Rural Schools on Hold
IADB is targeting those schools with access to the fiber optic network rather than the rural, harder-to-reach schools.  In many cases, the latter are still without electricity, which the government is looking to address with solar power. Honduras has 8,000 schools without electricity.
 
The IADB considers the community-based business model a valid option for school connectivity precisely because of its economic development component.
 
“It can make a school viable that otherwise might not get connected because it would require constant public support,” he said.
 
To what extent the community cooperation model will be used in the newly connected schools remains to be seen, but the government recognizes the essential role it can play.
 
“If the parents participate in the school, they are part of the school.

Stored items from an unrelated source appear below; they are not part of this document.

use std::path::{Path, PathBuf};
use std::time::Duration;

use ribbons_core::EngineConfig;
use serde::{Deserialize, Serialize};
use thiserror::Error;

#[derive(Debug, Error)]
pub enum AppError {
    #[error("reading {path}: {source}")]
    Io {
        path: PathBuf,
        #[source]
        source: std::io::Error,
    },
    #[error("parsing {path}: {source}")]
    Parse {
        path: PathBuf,
        #[source]
        source: toml::de::Error,
    },
    #[error("writing frame dump: {0}")]
    Dump(#[from] serde_json::Error),
    #[error("presenter thread exited early")]
    PresenterGone,
    #[error(transparent)]
    Platform(#[from] Box<dyn std::error::Error + Send + Sync>),
}

#[derive(Debug, Clone, Serialize, Deserialize)]
#[serde(default)]
pub struct AppConfig {
    pub engine: EngineConfig,
    /// Frames to simulate before exiting.
    pub frames: u64,
    /// Pace the loop to this rate; run flat out when unset.
    pub target_fps: Option<f32>,
    /// Presenter logs a summary every this many frames.
    pub present_log_interval: u64,
    /// Where to write the final frame as JSON.
    pub dump_path: Option<PathBuf>,
}

impl Default for AppConfig {
    fn default() -> Self {
        Self {
            engine: EngineConfig::default(),
            frames: 600,
            target_fps: Some(60.0),
            present_log_interval: 120,
            dump_path: None,
        }
    }
}

impl AppConfig {
    pub fn load(path: &Path) -> Result<Self, AppError> {
        let source = std::fs::read_to_string(path).map_err(|source| AppError::Io {
            path: path.to_path_buf(),
            source,
        })?;
        toml::from_str(&source).map_err(|source| AppError::Parse {
            path: path.to_path_buf(),
            source,
        })
    }

    /// Time one frame may take at `target_fps`. `None` runs unpaced, which
    /// includes rates whose frame time does not fit a `Duration`.
    pub fn frame_budget(&self) -> Option<Duration> {
        let fps = self.target_fps.filter(|fps| *fps > 0.0)?;
        Duration::try_from_secs_f32(1.0 / fps).ok()
    }
}
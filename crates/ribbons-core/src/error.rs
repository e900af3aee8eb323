use thiserror::Error;

/// Construction-time failures. Nothing fails once a trail exists.
#[derive(Debug, Clone, PartialEq, Error)]
pub enum TrailError {
    #[error("ribbon needs between {min} and {max} nodes, got {got}")]
    InvalidNodeCount { got: usize, min: usize, max: usize },
    #[error("trail length must be positive, got {0}")]
    InvalidLength(usize),
    #[error("width must be positive and finite, got {0}")]
    InvalidWidth(f32),
    #[error("border width {border} leaves no fill inside width {width}")]
    InvalidBorderWidth { width: f32, border: f32 },
}

pub type Result<T> = std::result::Result<T, TrailError>;

#[derive(Debug, Error)]
pub enum ConfigError {
    #[error("reading {path}: {source}")]
    Io {
        path: String,
        #[source]
        source: std::io::Error,
    },
    #[error("parsing config: {0}")]
    Parse(#[from] toml::de::Error),
}
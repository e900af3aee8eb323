//! Serializable trail and engine configuration.

use std::f64::consts::TAU;
use std::path::Path;

use glam::DVec2;
use ribbons_platform::AppearanceId;
use serde::{Deserialize, Serialize};

use crate::error::ConfigError;
use crate::mesh::LayerPair;

/// Canvas the demo scene was laid out for.
pub const DEFAULT_CANVAS: DVec2 = DVec2::new(1920.0, 1080.0);

fn default_disk_appearance() -> LayerPair<AppearanceId> {
    LayerPair::new(AppearanceId(0), AppearanceId(1))
}

fn default_strip_appearance() -> LayerPair<AppearanceId> {
    LayerPair::new(AppearanceId(2), AppearanceId(3))
}

/// One ribbon trail.
#[derive(Debug, Clone, PartialEq, Serialize, Deserialize)]
#[serde(default)]
pub struct RibbonConfig {
    pub num_nodes: usize,
    pub position: DVec2,
    pub angle: f64,
    pub speed: f64,
    pub speed_accel: f64,
    pub angle_speed: f64,
    pub width: f32,
    pub border_width: f32,
    /// End caps.
    pub cap_appearance: LayerPair<AppearanceId>,
    /// Strip body.
    pub body_appearance: LayerPair<AppearanceId>,
}

impl Default for RibbonConfig {
    fn default() -> Self {
        Self {
            num_nodes: 32,
            position: DEFAULT_CANVAS / 2.0,
            angle: 0.0,
            speed: 6.0,
            speed_accel: 0.0,
            angle_speed: 0.02,
            width: 16.0,
            border_width: 1.0,
            cap_appearance: default_disk_appearance(),
            body_appearance: default_strip_appearance(),
        }
    }
}

/// One point-chain trail: `length` disks following the head.
#[derive(Debug, Clone, PartialEq, Serialize, Deserialize)]
#[serde(default)]
pub struct ChainConfig {
    pub length: usize,
    pub position: DVec2,
    pub angle: f64,
    pub speed: f64,
    pub speed_accel: f64,
    pub angle_speed: f64,
    /// Outer disk radius.
    pub radius: f32,
    /// Border thickness; the inner disk radius is `radius - line_width`.
    pub line_width: f32,
    pub appearance: LayerPair<AppearanceId>,
}

impl Default for ChainConfig {
    fn default() -> Self {
        Self {
            length: 16,
            position: DEFAULT_CANVAS / 2.0,
            angle: 0.0,
            speed: 2.0,
            speed_accel: 0.01,
            angle_speed: 0.03,
            radius: 8.0,
            line_width: 1.0,
            appearance: default_disk_appearance(),
        }
    }
}

/// Ribbons fanned out evenly from one point.
#[derive(Debug, Clone, PartialEq, Serialize, Deserialize)]
#[serde(default)]
pub struct BurstPreset {
    pub name: String,
    pub count: u32,
    pub center: DVec2,
    pub num_nodes: usize,
    pub speed: f64,
    pub angle_speed: f64,
    pub width: f32,
    pub border_width: f32,
    /// Adds a twin turning the other way for every heading.
    pub mirrored: bool,
    pub cap_appearance: LayerPair<AppearanceId>,
    pub body_appearance: LayerPair<AppearanceId>,
}

impl Default for BurstPreset {
    fn default() -> Self {
        Self {
            name: "Default".into(),
            count: 64,
            center: DEFAULT_CANVAS / 2.0,
            num_nodes: 32,
            speed: 6.0,
            angle_speed: 0.02,
            width: 16.0,
            border_width: 1.0,
            mirrored: true,
            cap_appearance: default_disk_appearance(),
            body_appearance: default_strip_appearance(),
        }
    }
}

impl BurstPreset {
    /// Heading `i` is `TAU / count * i`. Mirrored twins directly follow their
    /// original.
    pub fn ribbon_configs(&self) -> impl Iterator<Item = RibbonConfig> + '_ {
        let step = TAU / f64::from(self.count.max(1));
        let turns: &[f64] = if self.mirrored {
            &[1.0, -1.0]
        } else {
            &[1.0]
        };
        (0..self.count).flat_map(move |i| {
            turns.iter().map(move |&sign| RibbonConfig {
                num_nodes: self.num_nodes,
                position: self.center,
                angle: step * f64::from(i),
                speed: self.speed,
                speed_accel: 0.0,
                angle_speed: self.angle_speed * sign,
                width: self.width,
                border_width: self.border_width,
                cap_appearance: self.cap_appearance,
                body_appearance: self.body_appearance,
            })
        })
    }
}

#[derive(Debug, Clone, PartialEq, Serialize, Deserialize)]
#[serde(default)]
pub struct EngineConfig {
    pub bursts: Vec<BurstPreset>,
    pub ribbons: Vec<RibbonConfig>,
    pub chains: Vec<ChainConfig>,
    /// Frames between throughput reports; `None` disables them.
    pub throughput_interval: Option<u32>,
}

impl Default for EngineConfig {
    fn default() -> Self {
        Self {
            bursts: vec![BurstPreset::default()],
            ribbons: Vec::new(),
            chains: Vec::new(),
            throughput_interval: Some(60),
        }
    }
}

impl EngineConfig {
    pub fn from_toml_str(source: &str) -> Result<Self, ConfigError> {
        Ok(toml::from_str(source)?)
    }

    pub fn load(path: impl AsRef<Path>) -> Result<Self, ConfigError> {
        let path = path.as_ref();
        let source = std::fs::read_to_string(path).map_err(|source| ConfigError::Io {
            path: path.display().to_string(),
            source,
        })?;
        Self::from_toml_str(&source)
    }
}
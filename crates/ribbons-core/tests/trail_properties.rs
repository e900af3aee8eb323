use std::f64::consts::{FRAC_PI_2, PI};

use glam::{DVec2, Vec2};
use ribbons_core::mesh::EdgePair;
use ribbons_core::{Kinematics, Layer, RibbonConfig, RibbonTrail, StepOrder, TrailError};

const EPS: f32 = 1e-4;

fn assert_close(actual: f32, expected: f32) {
    assert!(
        (actual - expected).abs() <= EPS,
        "expected {expected}, got {actual}"
    );
}

fn curving(num_nodes: usize) -> RibbonConfig {
    RibbonConfig {
        num_nodes,
        position: DVec2::new(10.0, -5.0),
        angle: 0.3,
        speed: 2.5,
        speed_accel: 0.0,
        angle_speed: 0.17,
        width: 12.0,
        border_width: 2.0,
        ..RibbonConfig::default()
    }
}

fn straight(num_nodes: usize, width: f32) -> RibbonConfig {
    RibbonConfig {
        num_nodes,
        position: DVec2::ZERO,
        angle: 0.0,
        speed: 1.0,
        speed_accel: 0.0,
        angle_speed: 0.0,
        width,
        border_width: 1.0,
        ..RibbonConfig::default()
    }
}

/// Head positions the trail should have produced, oldest first.
fn integrated_heads(config: &RibbonConfig, steps: usize) -> Vec<DVec2> {
    let mut kinematics = Kinematics::new(config.position, config.angle, config.speed)
        .with_angle_speed(config.angle_speed)
        .with_speed_accel(config.speed_accel);
    (0..steps)
        .map(|_| kinematics.step(StepOrder::HeadingFirst))
        .collect()
}

#[test]
fn head_node_follows_integrated_pose() {
    for num_nodes in [2, 3, 7] {
        let config = curving(num_nodes);
        let heads = integrated_heads(&config, 25);
        let mut trail = RibbonTrail::new(config.clone()).unwrap();
        assert_eq!(trail.node(0), config.position);
        for head in heads {
            trail.advance();
            assert_eq!(trail.node(0), head);
            assert_eq!(trail.kinematics().position, head);
        }
    }
}

#[test]
fn nodes_are_the_last_head_poses_newest_first() {
    let num_nodes = 6;
    let config = curving(num_nodes);
    let heads = integrated_heads(&config, 11);
    let mut trail = RibbonTrail::new(config).unwrap();
    for _ in 0..11 {
        trail.advance();
    }

    let expected: Vec<DVec2> = heads.iter().rev().take(num_nodes).copied().collect();
    let nodes: Vec<DVec2> = trail.nodes().collect();
    assert_eq!(nodes, expected);
    for (i, a) in nodes.iter().enumerate() {
        for b in &nodes[i + 1..] {
            assert_ne!(a, b);
        }
    }
}

#[test]
fn tangents_use_forward_head_and_backward_body_differences() {
    let mut trail = RibbonTrail::new(curving(5)).unwrap();
    for _ in 0..9 {
        trail.advance();
    }
    let n = |i: usize| trail.node(i);
    assert_eq!(
        trail.tangent_angle(0),
        (n(1).y - n(0).y).atan2(n(1).x - n(0).x)
    );
    for i in 1..trail.len() {
        assert_eq!(
            trail.tangent_angle(i),
            (n(i).y - n(i - 1).y).atan2(n(i).x - n(i - 1).x)
        );
    }
}

#[test]
fn edge_pairs_span_the_layer_widths() {
    let config = curving(8);
    let (width, inner_width) = (config.width, config.width - 2.0 * config.border_width);
    let mut trail = RibbonTrail::new(config).unwrap();
    for frame in 0..20 {
        trail.advance();
        if frame < 3 {
            continue;
        }
        for (layer, expected) in [(Layer::Outer, width), (Layer::Inner, inner_width)] {
            for (i, pair) in trail.mesh().edge_pairs(layer).iter().enumerate() {
                let (minus, plus) = (Vec2::from(pair.minus), Vec2::from(pair.plus));
                let span = plus.distance(minus);
                assert!(
                    (span - expected).abs() <= EPS,
                    "frame {frame} node {i} {layer:?}: {span} != {expected}"
                );
                let mid = (plus + minus) / 2.0;
                assert!(mid.distance(trail.node(i).as_vec2()) <= EPS);
            }
        }
    }
}

#[test]
fn curving_mesh_is_oriented_by_node_tangents() {
    let config = curving(12);
    let halves = [
        (Layer::Outer, f64::from(config.width) / 2.0),
        (
            Layer::Inner,
            f64::from(config.width - 2.0 * config.border_width) / 2.0,
        ),
    ];
    let mut trail = RibbonTrail::new(config).unwrap();
    for _ in 0..30 {
        trail.advance();
    }

    for (layer, half) in halves {
        for (i, pair) in trail.mesh().edge_pairs(layer).iter().enumerate() {
            let node = trail.node(i);
            let angle = trail.tangent_angle(i);
            let minus = (node + half * DVec2::from_angle(angle - FRAC_PI_2)).as_vec2();
            let plus = (node + half * DVec2::from_angle(angle + FRAC_PI_2)).as_vec2();
            assert!(
                Vec2::from(pair.minus).distance(minus) <= EPS,
                "{layer:?} node {i}: minus {:?} != {minus:?}",
                pair.minus
            );
            assert!(
                Vec2::from(pair.plus).distance(plus) <= EPS,
                "{layer:?} node {i}: plus {:?} != {plus:?}",
                pair.plus
            );
        }
    }

    // A turning path gives each body node its own backward direction, which
    // differs from the forward one the head uses.
    let ahead = trail.node(2) - trail.node(1);
    let forward = ahead.y.atan2(ahead.x);
    assert!((trail.tangent_angle(1) - forward).abs() > 1e-3);
}

#[test]
fn demo_ribbon_keeps_the_double_precision_head_path() {
    let mut trail = RibbonTrail::new(RibbonConfig::default()).unwrap();
    let (mut x, mut y, mut angle) = (960.0_f64, 540.0_f64, 0.0_f64);
    for _ in 0..900 {
        trail.advance();
        angle += 0.02;
        x += 6.0 * angle.cos();
        y += 6.0 * angle.sin();
    }
    assert_eq!(trail.node(0), DVec2::new(x, y));
    assert_eq!(trail.caps().head.outer.center, DVec2::new(x, y).as_vec2());
}

#[test]
fn static_buffers_never_change() {
    let mut trail = RibbonTrail::new(curving(9)).unwrap();
    let uvs = trail.mesh().uvs().to_vec();
    let indices = trail.mesh().indices().to_vec();
    let before = trail.mesh().vertices(Layer::Outer).to_vec();
    for _ in 0..50 {
        trail.advance();
    }
    assert_eq!(trail.mesh().uvs(), uvs.as_slice());
    assert_eq!(trail.mesh().indices(), indices.as_slice());
    assert_ne!(trail.mesh().vertices(Layer::Outer), before.as_slice());
}

#[test]
fn construction_needs_two_nodes() {
    for n in [0, 1] {
        assert!(matches!(
            RibbonTrail::new(straight(n, 8.0)),
            Err(TrailError::InvalidNodeCount { .. })
        ));
    }
    let mut pair = RibbonTrail::new(straight(2, 8.0)).unwrap();
    pair.advance();
    assert_eq!(pair.len(), 2);
    assert_eq!(pair.mesh().indices(), &[0, 1, 2, 3]);
    assert_eq!(pair.mesh().uvs(), &[0.0, 0.0, 0.0, 1.0, 1.0, 0.0, 1.0, 1.0]);
}

#[test]
fn three_node_straight_run() {
    let width = 6.0;
    let mut trail = RibbonTrail::new(straight(3, width)).unwrap();
    trail.advance();
    trail.advance();

    let nodes: Vec<DVec2> = trail.nodes().collect();
    assert_eq!(
        nodes,
        vec![DVec2::new(2.0, 0.0), DVec2::new(1.0, 0.0), DVec2::ZERO]
    );
    // Every tangent points from newer to older nodes, i.e. backwards.
    for i in 0..3 {
        assert_eq!(trail.tangent_angle(i), PI);
    }

    let EdgePair { minus, plus } = trail.mesh().edge_pairs(Layer::Outer)[0];
    assert_close(minus[0], 2.0);
    assert_close(minus[1], width / 2.0);
    assert_close(plus[0], 2.0);
    assert_close(plus[1], -width / 2.0);
}

#[test]
fn identical_runs_are_bit_identical() {
    let run = || {
        let mut trail = RibbonTrail::new(curving(16)).unwrap();
        for _ in 0..200 {
            trail.advance();
        }
        trail.mesh().vertex_bytes(Layer::Inner).to_vec()
    };
    assert_eq!(run(), run());
}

And this is a very good thing because we want the school be the centre of the community,” said Vice Minister Rodríguez.

 

New Telecom Law
Given the scale of its school connectivity needs, the Honduran government is looking to reconfigure its approach with a new telecommunications law — a decision prompted by a 2022 ITU study that recommended regulatory measures to increase competitiveness among ISPs to reach more unserved schools.
 
Other recommendations in the study covered increased funding for school connectivity, such as spectrum auctions and a new universal fund (USF) model based on best international practices. The previous USF system was cancelled by the government in 2022 along with other government trust funds, which were perceived as a source of corruption. 
 
Recently, the Honduras government commissioned ITU to prepare a draft law for the telecommunications sector, which ITU will present next year.
 
“One of the most important things we want to achieve with the new law is to help the small ISPs to flourish,” said Miguel Alcaine, ITU regional lead in Central America. “The small ones will have to buy the traffic from the big ones, but they can attend to the needs of local communities. That’s one of the main targets to close the gap. They can be privately owned or cooperatives, among other forms.”
 
Vice Minister Rodríguez believes Honduras can meet its goal of connecting 10,000 schools by the end of 2026.
 
“We are going to get there. We really appreciate the effort that Giga is doing to help us know how to connect schools, how to give opportunity to the new generation, the opportunity for the poorest people to have access to a new kind of education,” he said. “That is what we need.”